First things first: What is VTune

VTune is a profiler capable of a similar job to CPU sampled profiling in XPerf or Visual Studio debugger, with a significant edge: it supports hardware-based event sampling, using a special chip on Intel processors called the Performance Monitoring Unit (PMU). Using events reported by the PMU, VTune can give an in-depth look into an application’s performance, and a general “verdict”, such as being front-end bound or back-end bound.

While OS-reported CPU usage levels are effective most times, the time comes when we need a deeper insight into what is happening on the hardware level. In my experience, this is most beneficial in tight loops or portions of the code on an ultra-hot path: those 50 lines of code responsible for more CPU usage than the thousands of lines in the rest of of the application, it is for those 50 lines that VTune can come in handy.

Getting VTune

I was pleasantly surprised to see that personal use for VTune has become free, until recently it was only a 30-day evaluation. The 2019 edition comes with a sleek GUI and great integration with Visual Studio. Using VTune from within Visual Studio is straightforward and fits nicely into my usual development cycle.

Let’s Take VTune for a Ride: Cache Misses

We’re always told to build applications to be cache-friendly, but such things are easier said than done. Now, if we can detect being non-cache friendly and fix it, that’s powerful. For my first VTune experiment, I want to explore if it can detect cache unfriendliness.

Row-Major and Column-Major 2D Array Traversal

A classic example for cache misses is the 2D array traversal problem. Say, we need to find the sum of all elements in an array, we could either loop on rows, or on columns:

// row major traversal
for (int i = 0; i < numRows; ++i)
    for (int j = 0; j < numColumns; ++j)
        sum += matrix[i][j];

// column major traversal
for (int i = 0; i < numRows; ++i)
    for (int j = 0; j < numColumns; ++j)
        sum += matrix[j][i];

To choose a row or a column-major design depends entirely on how the matrix is represented in memory. Assuming matrix is an array of pointers (e.g. int** or a vector<vector<int>>) the column major traversal has a huge issue: it will trigger vastly more cache misses than row-major traversal.

For an overview of what’s a cache miss and CPU memory access costs checkout “Why do CPUs have multiple cache levels?”

A picture makes things easier:

Traversal

Source: craftofcoding

When code tries to access element 1, processor fetches it from the main memory into the cache, and adjacent elements 2 and 3 are fetched as well, which comes in handy as code accesses them next. However, a column-major pattern accesses 4 afterwards, not using 2 or 3 that we already have in cache, and incurring an additional memory access.
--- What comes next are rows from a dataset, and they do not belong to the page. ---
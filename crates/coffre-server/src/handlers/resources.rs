use axum::body::Bytes;
use axum::extract::{Path, State};
use axum::http::{header, HeaderMap, StatusCode};
use axum::response::{IntoResponse, Response};
use axum::Json;

use coffre_core::storage::Store;
use coffre_protocol::{mac_from_hex_segment, parse_range_header, ByteRange, ResourceKind};
use coffre_types::Mac;

use crate::error::ServerError;
use crate::state::AppState;

/// GET / — the repository's wrapped configuration bytes.
pub async fn open_repository(State(state): State<AppState>) -> Result<Response, ServerError> {
    let store = state.store.clone();
    let bytes = run_blocking(move || store.open()).await?;
    Ok(octet_stream(bytes))
}

/// GET /resources/{resource} — JSON array of hex MACs.
pub async fn list_resource(
    State(state): State<AppState>,
    Path(resource): Path<String>,
) -> Result<Response, ServerError> {
    let kind = ResourceKind::from_path_segment(&resource)?;
    let store = state.store.clone();
    let macs = run_blocking(move || store.list(kind)).await?;
    let hexes: Vec<String> = macs.iter().map(Mac::to_hex).collect();
    Ok(Json(hexes).into_response())
}

/// GET /resources/{resource}/{mac} — blob bytes, optionally a byte range.
pub async fn get_resource(
    State(state): State<AppState>,
    Path((resource, mac)): Path<(String, String)>,
    headers: HeaderMap,
) -> Result<Response, ServerError> {
    let (kind, mac) = parse_target(&resource, &mac)?;
    let range = parse_optional_range(&headers)?;

    let store = state.store.clone();
    let data = run_blocking(move || store.get(kind, mac, range)).await?;
    Ok(octet_stream(data))
}

/// PUT /resources/{resource}/{mac} — write blob.
pub async fn put_resource(
    State(state): State<AppState>,
    Path((resource, mac)): Path<(String, String)>,
    body: Bytes,
) -> Result<Response, ServerError> {
    let (kind, mac) = parse_target(&resource, &mac)?;
    let store = state.store.clone();
    run_blocking(move || store.put(kind, mac, &body)).await?;
    Ok(StatusCode::OK.into_response())
}

/// DELETE /resources/{resource}/{mac} — delete blob; 403 when read-only.
pub async fn delete_resource(
    State(state): State<AppState>,
    Path((resource, mac)): Path<(String, String)>,
) -> Result<Response, ServerError> {
    if state.no_delete {
        return Err(ServerError::Forbidden("not allowed to delete".into()));
    }
    let (kind, mac) = parse_target(&resource, &mac)?;
    let store = state.store.clone();
    run_blocking(move || store.delete(kind, mac)).await?;
    Ok(StatusCode::OK.into_response())
}

fn parse_target(resource: &str, mac: &str) -> Result<(ResourceKind, Mac), ServerError> {
    let kind = ResourceKind::from_path_segment(resource)?;
    let mac = mac_from_hex_segment(mac)?;
    Ok((kind, mac))
}

fn parse_optional_range(headers: &HeaderMap) -> Result<Option<ByteRange>, ServerError> {
    match headers.get(header::RANGE) {
        None => Ok(None),
        Some(value) => {
            let value = value
                .to_str()
                .map_err(|_| ServerError::BadRequest("Invalid range".into()))?;
            Ok(Some(parse_range_header(value)?))
        }
    }
}

fn octet_stream(data: Vec<u8>) -> Response {
    (
        [(header::CONTENT_TYPE, "application/octet-stream")],
        data,
    )
        .into_response()
}

async fn run_blocking<T, F>(f: F) -> Result<T, ServerError>
where
    T: Send + 'static,
    F: FnOnce() -> coffre_types::Result<T> + Send + 'static,
{
    tokio::task::spawn_blocking(f)
        .await
        .map_err(|e| ServerError::Internal(e.to_string()))?
        .map_err(ServerError::from)
}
Note that the above is a toy sample, and there need be over 3 elements per row, otherwise the whole array could be cached after the first element access.

How Slow is This

To test the effects of array access pattern, I used a tiny app that builds an array, then tries to sum its elements several 1000 times, to emulate a real CPU load. I created two versions, one with row-major and one with column-major access for the array, code for both is on github. Then, I ran both examples for varying array sizes:

The graph shows that as array size goes beyond several elements, where the whole array might even be cached, row-major access is the very clear winner. Now that we have a ripe test case, let’s see how VTune can profile this.

Profiling with VTune

From Vistual Studio, it is straightforward to trigger a VTune profile by clicking Profile with VTune Amplifier, adjusting config, then clicking Start:

VTune inside Visual Studio

Note using Microarchitecture Exploration under the How, as VTune can do User-Mode sampling, but I would rather use XPerf or F1 for that.

One more note is to make sure to set paths for system symbols. While VTune interface does not stress adding them, results were useless without system symbols:

Adding Symbols

One last note - VTune also supports profile using a portable executable, allowing for capture & analysis to happen on different machines.

A profile capture is now ready - let’s have a look at the results!

Column-Major Access

In this test, I used an array of size 2048, and ran that operation for 200 times. Running VTune for the app resulted in:

Column Major

As trivial as this example is - I was impressed by the verbose verdict. The Memory Bound red box aligns well with our expectations, we’re accessing too much memory and too little cache.

Row-Major Access

Next, I ran same app with a small change in indices used to access the array:

Row Major

Note the “Elapsed Time” of 2.5s, a 7x speedup over the row-major test. Furthermore, the 30.5% Retiring box (in green) represents the percentage of instructions the processor successfully predicted & executed, a higher number represents more efficient execution - again aligning with expectations.

VTune makes it clear this is by far not a perfect implementation and shows two red boxes. The red Core Bound box below represents backend non-memory issues, in our case probably referring to missing out on vectorizing instructions for array traversal and sum. The other red box, Memory Bound probably refers to the inter-dependency of our stores: all array accesses are appended to the same variable sum, and dependent stores are hard to parallelize.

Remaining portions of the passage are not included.